England flag England · Premier League · 13 Titles Since 1993 · 1 Since 2013

2. Manchester United — Restore the aura of fear

Difficulty
Medium
FM26 Manchester United

Manchester United are still enormous in every measurable sense — stadium, fanbase, commercial power, the weight of expectation that comes with the badge. On the pitch, though, the aura has completely evaporated. Recent seasons have been a horror show of mid-table mediocrity, home defeats that would have been unthinkable in the Ferguson era, and some of the worst runs in the club’s Premier League history. The infrastructure of a superclub remains entirely intact. The collective identity it used to carry is nowhere to be found.

FM26 captures that specific energy brilliantly. You have money, but not unlimited. You have talent in the squad, but it does not fit together into anything coherent. The board want Champions League football while the squad plays like a confused mid-table side that has had four different managers in seven years. The problem is not resources. The problem is the absence of a clear, consistent idea of what Manchester United football is supposed to look like.

Manchester United won 13 Premier League titles in 21 seasons under Sir Alex Ferguson (1993-2013). In the 12 seasons since, they have won none, and in 2025-26 they are not in European football for the first time since 2014-15.

Your challenge is to build a ruthless, modern United that actually makes opponents uncomfortable again. Cut the wage bloat. Stop hoarding forwards nobody trusts. Invest in a proper spine: goalkeeper, centre-back, defensive midfielder, centre-forward. If you cannot articulate in one sentence what United football looks like after season one, you are part of the problem.

🏉 Save objectives

  • Year 1: Champions League qualification. Non-negotiable.
  • Year 2-3: Title challenge. Top two at minimum.
  • Long term: Dominant. Multiple titles. Deep Champions League runs. A clear system identity that outlasts any individual signing.
⚡ FM Blog Tip: Set your own hard rules before you start. Only sign players under 24. Back the academy in every window. No panic buys in January regardless of board pressure. The goal is not just trophies — it is to make sure you never again stumble into a 15th-place finish while everyone else is laughing.
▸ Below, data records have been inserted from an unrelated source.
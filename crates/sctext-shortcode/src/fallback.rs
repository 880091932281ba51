//! Regex-only extraction used when no host grammar is available.
//!
//! Lower fidelity than [`Extractor`](crate::Extractor): only tags with a
//! fixed name prefix are seen, a paired tag ends at the first closing tag
//! with its name, and one priority list of attribute names replaces the
//! per-tag catalog. Results have the same shape, so [`reinject`](crate::reinject)
//! works on them unchanged.

use std::ops::Range;
use std::sync::LazyLock;

use regex::{Captures, Regex};

use crate::attributes::{Attribute, Attributes, Quote};
use crate::catalog::has_text;
use crate::extract::{Collector, Extraction, Site, StrategyKind, content_range};
use crate::text::{CONTENT_KEY, TextKind};

/// Tag name prefix recognized by default.
pub const DEFAULT_FALLBACK_PREFIX: &str = "et_pb_";

/// Name suffixes (after the prefix) of layout containers.
pub const DEFAULT_STRUCTURAL_PREFIXES: &[&str] = &["section", "row", "column", "fullwidth_section"];

/// Attribute names surfaced as text, in output order.
pub const DEFAULT_FALLBACK_ATTRIBUTES: &[&str] = &[
    "title",
    "heading",
    "content",
    "button_text",
    "button_one_text",
    "button_two_text",
    "subhead",
    "name",
    "position",
    "author",
    "job_title",
    "company_name",
    "placeholder",
    "field_title",
    "subtitle",
    "sum",
    "number",
    "success_message",
    "submit_button_text",
];

static OPEN_TAG_RE: LazyLock<Regex> =
    LazyLock::new(|| Regex::new(r"\[([A-Za-z][\w-]*)([^\]]*)\]").unwrap());

static SELF_CLOSING_RE: LazyLock<Regex> =
    LazyLock::new(|| Regex::new(r"\[([A-Za-z][\w-]*)([^\]]*)/\]").unwrap());

static ATTRIBUTE_RE: LazyLock<Regex> =
    LazyLock::new(|| Regex::new(r#"(\w+)=(?:"([^"]*)"|'([^']*)')"#).unwrap());

/// Regex-based extractor restricted to one tag prefix.
///
/// # Example
///
/// ```
/// use sctext_shortcode::{FallbackExtractor, StrategyKind};
///
/// let fallback = FallbackExtractor::new();
/// let extraction = fallback.extract(r#"[et_pb_row][et_pb_cta title="Hi"]Body[/et_pb_cta][/et_pb_row]"#);
///
/// assert_eq!(extraction.debug.strategy, StrategyKind::Fallback);
/// assert_eq!(extraction.texts.len(), 2);
/// ```
#[derive(Debug, Clone, PartialEq, Eq)]
pub struct FallbackExtractor {
    prefix: String,
    structural: Vec<String>,
    attributes: Vec<String>,
}

impl Default for FallbackExtractor {
    fn default() -> Self {
        Self {
            prefix: DEFAULT_FALLBACK_PREFIX.to_owned(),
            structural: to_strings(DEFAULT_STRUCTURAL_PREFIXES),
            attributes: to_strings(DEFAULT_FALLBACK_ATTRIBUTES),
        }
    }
}

impl FallbackExtractor {
    /// Fallback with the page-builder defaults.
    #[must_use]
    pub fn new() -> Self {
        Self::default()
    }

    /// Set the tag name prefix.
    #[must_use]
    pub fn with_prefix(mut self, prefix: impl Into<String>) -> Self {
        self.prefix = prefix.into();
        self
    }

    /// Set the structural name suffixes.
    #[must_use]
    pub fn with_structural_prefixes<I, S>(mut self, names: I) -> Self
    where
        I: IntoIterator<Item = S>,
        S: Into<String>,
    {
        self.structural = names.into_iter().map(Into::into).collect();
        self
    }

    /// Set the attribute priority list.
    #[must_use]
    pub fn with_attributes<I, S>(mut self, names: I) -> Self
    where
        I: IntoIterator<Item = S>,
        S: Into<String>,
    {
        self.attributes = names.into_iter().map(Into::into).collect();
        self
    }

    /// Tag name prefix.
    #[must_use]
    pub fn prefix(&self) -> &str {
        &self.prefix
    }

    /// Extract editable text from `document`.
    #[must_use]
    pub fn extract(&self, document: &str) -> Extraction {
        let mut collector = Collector::new();
        self.walk(document, 0..document.len(), &mut collector);
        collector.finish(StrategyKind::Fallback)
    }

    fn walk(&self, document: &str, range: Range<usize>, collector: &mut Collector) {
        let base = range.start;
        let text = &document[range];
        let mut paired: Vec<Range<usize>> = Vec::new();

        // Paired tags, each ending at the first closing tag with its name.
        let mut pos = 0;
        while let Some(caps) = OPEN_TAG_RE.captures_at(text, pos) {
            let (Some(whole), Some(name), Some(raw)) = (caps.get(0), caps.get(1), caps.get(2))
            else {
                break;
            };
            pos = whole.end();

            let Some(suffix) = name.as_str().strip_prefix(self.prefix.as_str()) else {
                continue;
            };
            if raw.as_str().trim_end().ends_with('/') {
                continue;
            }
            if self.is_structural(suffix) {
                collector.matched();
                continue;
            }

            let closing = format!("[/{}]", name.as_str());
            let Some(close) = text[whole.end()..].find(&closing) else {
                continue;
            };
            let body = whole.end()..whole.end() + close;
            let end = body.end + closing.len();
            collector.matched();

            let inner_body = &text[body.clone()];
            let absolute_body = base + body.start..base + body.end;
            let nested = has_text(inner_body) && self.contains_tag(inner_body);
            let content = (!nested).then(|| content_range(inner_body, absolute_body.clone()));

            let index = self.record(
                document,
                collector,
                &caps,
                &text[whole.start()..end],
                base,
                content,
            );
            tracing::trace!(block_index = index, tag = name.as_str(), "Fallback block");

            if nested {
                self.walk(document, absolute_body, collector);
            }

            paired.push(base + whole.start()..base + end);
            pos = end;
        }

        // Self-closing tags outside the paired spans found above.
        for caps in SELF_CLOSING_RE.captures_iter(text) {
            let (Some(whole), Some(name)) = (caps.get(0), caps.get(1)) else {
                continue;
            };
            let start = base + whole.start();
            if paired.iter().any(|span| span.contains(&start)) {
                continue;
            }
            let Some(suffix) = name.as_str().strip_prefix(self.prefix.as_str()) else {
                continue;
            };
            collector.matched();
            if self.is_structural(suffix) {
                continue;
            }
            self.record(document, collector, &caps, whole.as_str(), base, None);
        }
    }

    /// Register one matched tag and emit its fields.
    fn record(
        &self,
        document: &str,
        collector: &mut Collector,
        caps: &Captures<'_>,
        full_text: &str,
        base: usize,
        content: Option<Range<usize>>,
    ) -> usize {
        let tag = caps.get(1).map_or("", |m| m.as_str());
        let (raw, attributes_start) = caps
            .get(2)
            .map_or(("", base), |m| (m.as_str(), base + m.start()));
        let attributes = parse_attributes(raw);

        let site = Site {
            attributes_start,
            attributes: attributes.clone(),
            append_at: attributes_start + raw.trim_end().len(),
            content: content.clone(),
        };
        let (index, _) = collector.register(full_text, site, false);

        for key in &self.attributes {
            if let Some(value) = attributes.get(key).filter(|v| has_text(v)) {
                collector.push_text(index, tag, TextKind::Attribute, key, value);
            }
        }
        if let Some(range) = content
            && has_text(&document[range.clone()])
        {
            collector.push_text(
                index,
                tag,
                TextKind::InnerContent,
                CONTENT_KEY,
                &document[range],
            );
        }

        index
    }

    fn is_structural(&self, suffix: &str) -> bool {
        self.structural.iter().any(|s| suffix.starts_with(s.as_str()))
    }

    fn contains_tag(&self, body: &str) -> bool {
        body.contains(&format!("[{}", self.prefix))
    }
}

/// Quoted `name="value"` pairs only; bare values and flags are ignored.
fn parse_attributes(raw: &str) -> Attributes {
    let mut attributes = Attributes::default();
    for caps in ATTRIBUTE_RE.captures_iter(raw) {
        let Some(name) = caps.get(1) else {
            continue;
        };
        let (value, quote) = match (caps.get(2), caps.get(3)) {
            (Some(value), _) => (value, Quote::Double),
            (None, Some(value)) => (value, Quote::Single),
            (None, None) => continue,
        };
        attributes.push(Attribute {
            name: name.as_str().to_owned(),
            value: value.as_str().to_owned(),
            quote,
            value_range: value.range(),
        });
    }
    attributes
}

fn to_strings(items: &[&str]) -> Vec<String> {
    items.iter().map(|s| (*s).to_owned()).collect()
}
//! Extraction strategy selection.

use crate::catalog::Catalog;
use crate::extract::{Extraction, Extractor, StrategyKind};
use crate::fallback::FallbackExtractor;
use crate::grammar::Grammar;
use crate::reinject::{Reinjection, reinject};
use crate::text::TextEdit;

/// A way to extract editable text and write edits back.
///
/// Reinjection always re-extracts the current document with the same
/// strategy, so block indices line up with what a fresh fetch returns.
pub trait TextStrategy {
    /// Which path this is.
    fn kind(&self) -> StrategyKind;

    /// Extract editable fields.
    fn extract(&self, document: &str) -> Extraction;

    /// Apply edits to `document`.
    fn reinject(&self, document: &str, edits: &[TextEdit]) -> Reinjection {
        let extraction = self.extract(document);
        reinject(document, &extraction, edits)
    }
}

impl TextStrategy for Extractor<'_> {
    fn kind(&self) -> StrategyKind {
        StrategyKind::Grammar
    }

    fn extract(&self, document: &str) -> Extraction {
        Extractor::extract(self, document)
    }
}

impl TextStrategy for FallbackExtractor {
    fn kind(&self) -> StrategyKind {
        StrategyKind::Fallback
    }

    fn extract(&self, document: &str) -> Extraction {
        FallbackExtractor::extract(self, document)
    }
}

/// The strategy chosen for one call.
///
/// # Example
///
/// ```
/// use sctext_shortcode::{Catalog, Engine, FallbackExtractor, StrategyKind, TextStrategy};
///
/// let catalog = Catalog::builtin();
/// let fallback = FallbackExtractor::new();
///
/// let engine = Engine::select(None, &catalog, &fallback);
/// assert_eq!(engine.kind(), StrategyKind::Fallback);
/// ```
#[derive(Debug, Clone, Copy)]
pub enum Engine<'a> {
    /// Host grammar with the tag catalog.
    Grammar(Extractor<'a>),
    /// Regex-only fallback.
    Fallback(&'a FallbackExtractor),
}

impl<'a> Engine<'a> {
    /// Use the host grammar when there is one, otherwise the fallback.
    #[must_use]
    pub fn select(
        grammar: Option<&'a Grammar>,
        catalog: &'a Catalog,
        fallback: &'a FallbackExtractor,
    ) -> Self {
        match grammar {
            Some(grammar) => Self::Grammar(Extractor::new(catalog, grammar)),
            None => {
                tracing::info!(
                    prefix = fallback.prefix(),
                    "Shortcode grammar unavailable, using regex fallback"
                );
                Self::Fallback(fallback)
            }
        }
    }
}

impl TextStrategy for Engine<'_> {
    fn kind(&self) -> StrategyKind {
        match self {
            Self::Grammar(extractor) => extractor.kind(),
            Self::Fallback(fallback) => fallback.kind(),
        }
    }

    fn extract(&self, document: &str) -> Extraction {
        match self {
            Self::Grammar(extractor) => TextStrategy::extract(extractor, document),
            Self::Fallback(fallback) => TextStrategy::extract(*fallback, document),
        }
    }
}
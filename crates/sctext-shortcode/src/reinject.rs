//! Writing edited values back into markup.

use std::collections::HashSet;
use std::fmt;
use std::ops::Range;

use crate::attributes::append_text;
use crate::extract::{Extraction, Site};
use crate::splice::Splices;
use crate::text::{CONTENT_KEY, FieldAddress, TextEdit, TextKind};

/// Why an edit was not applied.
#[derive(Debug, Clone, Copy, PartialEq, Eq)]
#[cfg_attr(feature = "serde", derive(serde::Serialize, serde::Deserialize))]
#[cfg_attr(feature = "serde", serde(rename_all = "snake_case"))]
pub enum SkipReason {
    /// `block_index` is past the last block.
    UnknownBlock,
    /// The key cannot name a field of this kind.
    UnknownField,
    /// Inner-content edit for a block without a text body.
    NoContentSlot,
    /// The edit would rewrite bytes another edit already rewrites.
    Overlap,
    /// An earlier edit in the same request has the same address.
    Duplicate,
}

impl fmt::Display for SkipReason {
    fn fmt(&self, f: &mut fmt::Formatter<'_>) -> fmt::Result {
        let message = match self {
            Self::UnknownBlock => "no block with this index",
            Self::UnknownField => "no such field",
            Self::NoContentSlot => "block has no editable body",
            Self::Overlap => "overlaps another edit",
            Self::Duplicate => "duplicate edit",
        };
        f.write_str(message)
    }
}

/// An edit that was left out, with the reason.
#[derive(Debug, Clone, PartialEq, Eq)]
#[cfg_attr(feature = "serde", derive(serde::Serialize, serde::Deserialize))]
pub struct SkippedEdit {
    /// Address of the skipped edit.
    pub address: FieldAddress,
    /// Why it was skipped.
    pub reason: SkipReason,
}

/// Result of applying edits to a document.
#[derive(Debug, Clone, PartialEq, Eq)]
pub struct Reinjection {
    /// The rewritten document.
    pub document: String,
    /// Edits that changed the document.
    pub applied: Vec<FieldAddress>,
    /// Edits whose value was already current.
    pub unchanged: Vec<FieldAddress>,
    /// Edits that matched nothing.
    pub skipped: Vec<SkippedEdit>,
}

impl Reinjection {
    /// Whether any edit changed the document.
    #[must_use]
    pub fn is_changed(&self) -> bool {
        !self.applied.is_empty()
    }
}

/// Apply `edits` to `document`.
///
/// `extraction` must come from this exact document. Edits are matched by
/// `(block_index, kind, key)`; an edit to a block index that stands for
/// several identical nested copies rewrites all of them. Edits that match
/// nothing are reported in [`Reinjection::skipped`] and never abort the
/// operation. Untouched bytes are copied verbatim.
#[must_use]
pub fn reinject(document: &str, extraction: &Extraction, edits: &[TextEdit]) -> Reinjection {
    let mut splices = Splices::new();
    let mut seen = HashSet::new();
    let mut applied = Vec::new();
    let mut unchanged = Vec::new();
    let mut skipped = Vec::new();

    for edit in edits {
        let address = edit.address();

        let planned = if seen.insert(address.clone()) {
            plan(document, extraction, edit)
        } else {
            Err(SkipReason::Duplicate)
        };

        match planned {
            Ok(changes) if changes.is_empty() => unchanged.push(address),
            Ok(changes) if changes.iter().any(|(range, _)| splices.overlaps(range)) => {
                skipped.push(SkippedEdit {
                    address,
                    reason: SkipReason::Overlap,
                });
            }
            Ok(changes) => {
                for (range, text) in changes {
                    splices.add(range, text);
                }
                applied.push(address);
            }
            Err(reason) => skipped.push(SkippedEdit { address, reason }),
        }
    }

    for skip in &skipped {
        tracing::debug!(
            block_index = skip.address.block_index,
            kind = ?skip.address.kind,
            key = %skip.address.key,
            reason = %skip.reason,
            "Skipped edit"
        );
    }

    let document = if splices.is_empty() {
        document.to_owned()
    } else {
        splices.apply(document)
    };

    Reinjection {
        document,
        applied,
        unchanged,
        skipped,
    }
}

/// Absolute byte range and its replacement text.
type Change = (Range<usize>, String);

/// Byte-range replacements for one edit across every site of its block.
fn plan(
    document: &str,
    extraction: &Extraction,
    edit: &TextEdit,
) -> Result<Vec<Change>, SkipReason> {
    let sites = extraction
        .sites
        .get(edit.block_index)
        .ok_or(SkipReason::UnknownBlock)?;

    let mut changes = Vec::new();
    for site in sites {
        let change = match edit.kind {
            TextKind::Attribute => plan_attribute(site, edit)?,
            TextKind::InnerContent => plan_content(document, site, edit)?,
        };
        changes.extend(change);
    }
    Ok(changes)
}

fn plan_attribute(site: &Site, edit: &TextEdit) -> Result<Option<Change>, SkipReason> {
    if !is_attribute_name(&edit.key) {
        return Err(SkipReason::UnknownField);
    }

    match site.attributes.find(&edit.key) {
        Some(attribute) if attribute.value == edit.value => Ok(None),
        Some(attribute) => {
            let (range, text) = attribute.replacement(&edit.value);
            let start = site.attributes_start;
            Ok(Some((start + range.start..start + range.end, text)))
        }
        None if edit.value.is_empty() => Ok(None),
        None => Ok(Some((
            site.append_at..site.append_at,
            append_text(&edit.key, &edit.value),
        ))),
    }
}

fn plan_content(
    document: &str,
    site: &Site,
    edit: &TextEdit,
) -> Result<Option<Change>, SkipReason> {
    if edit.key != CONTENT_KEY {
        return Err(SkipReason::UnknownField);
    }
    let range = site.content.clone().ok_or(SkipReason::NoContentSlot)?;

    if document[range.clone()] == edit.value {
        return Ok(None);
    }
    Ok(Some((range, edit.value.clone())))
}

fn is_attribute_name(key: &str) -> bool {
    !key.is_empty()
        && key
            .chars()
            .all(|c| c.is_ascii_alphanumeric() || c == '_' || c == '-')
}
The rules keep you honest when the pressure builds in February.
England flag England · Premier League · 2x European Cup Winners

3. Nottingham Forest — Two-time European kings reborn

Difficulty
Medium
FM26 Nottingham Forest

Nottingham Forest have one of the most genuinely ridiculous histories in world football. A city of 300,000 people producing a club that won back-to-back European Cups under Brian Clough in 1979 and 1980, beating the likes of Malmö, AEK Athens and Hamburg in the process. Then a slow, painful slide down the English pyramid that ended with them in the third tier before they clawed their way back up to the Premier League, where they have since stabilised and even pushed into European spots.

In FM26, Forest start as a solid top-flight club at the City Ground but they are living miles below their historic ceiling. The infrastructure is better than most Premier League sides that have bounced between divisions realise: excellent training facilities, a new stadium development, and a fanbase that fills it every week regardless of league position. What they have never been since Clough is a genuine, consistent European force — and that is precisely the gap this save exists to close.

Nottingham Forest won the European Cup in 1979 and 1980, the only club from England’s third city to ever win the tournament. They are one of only five clubs to have won the European Cup or Champions League without ever winning their domestic league.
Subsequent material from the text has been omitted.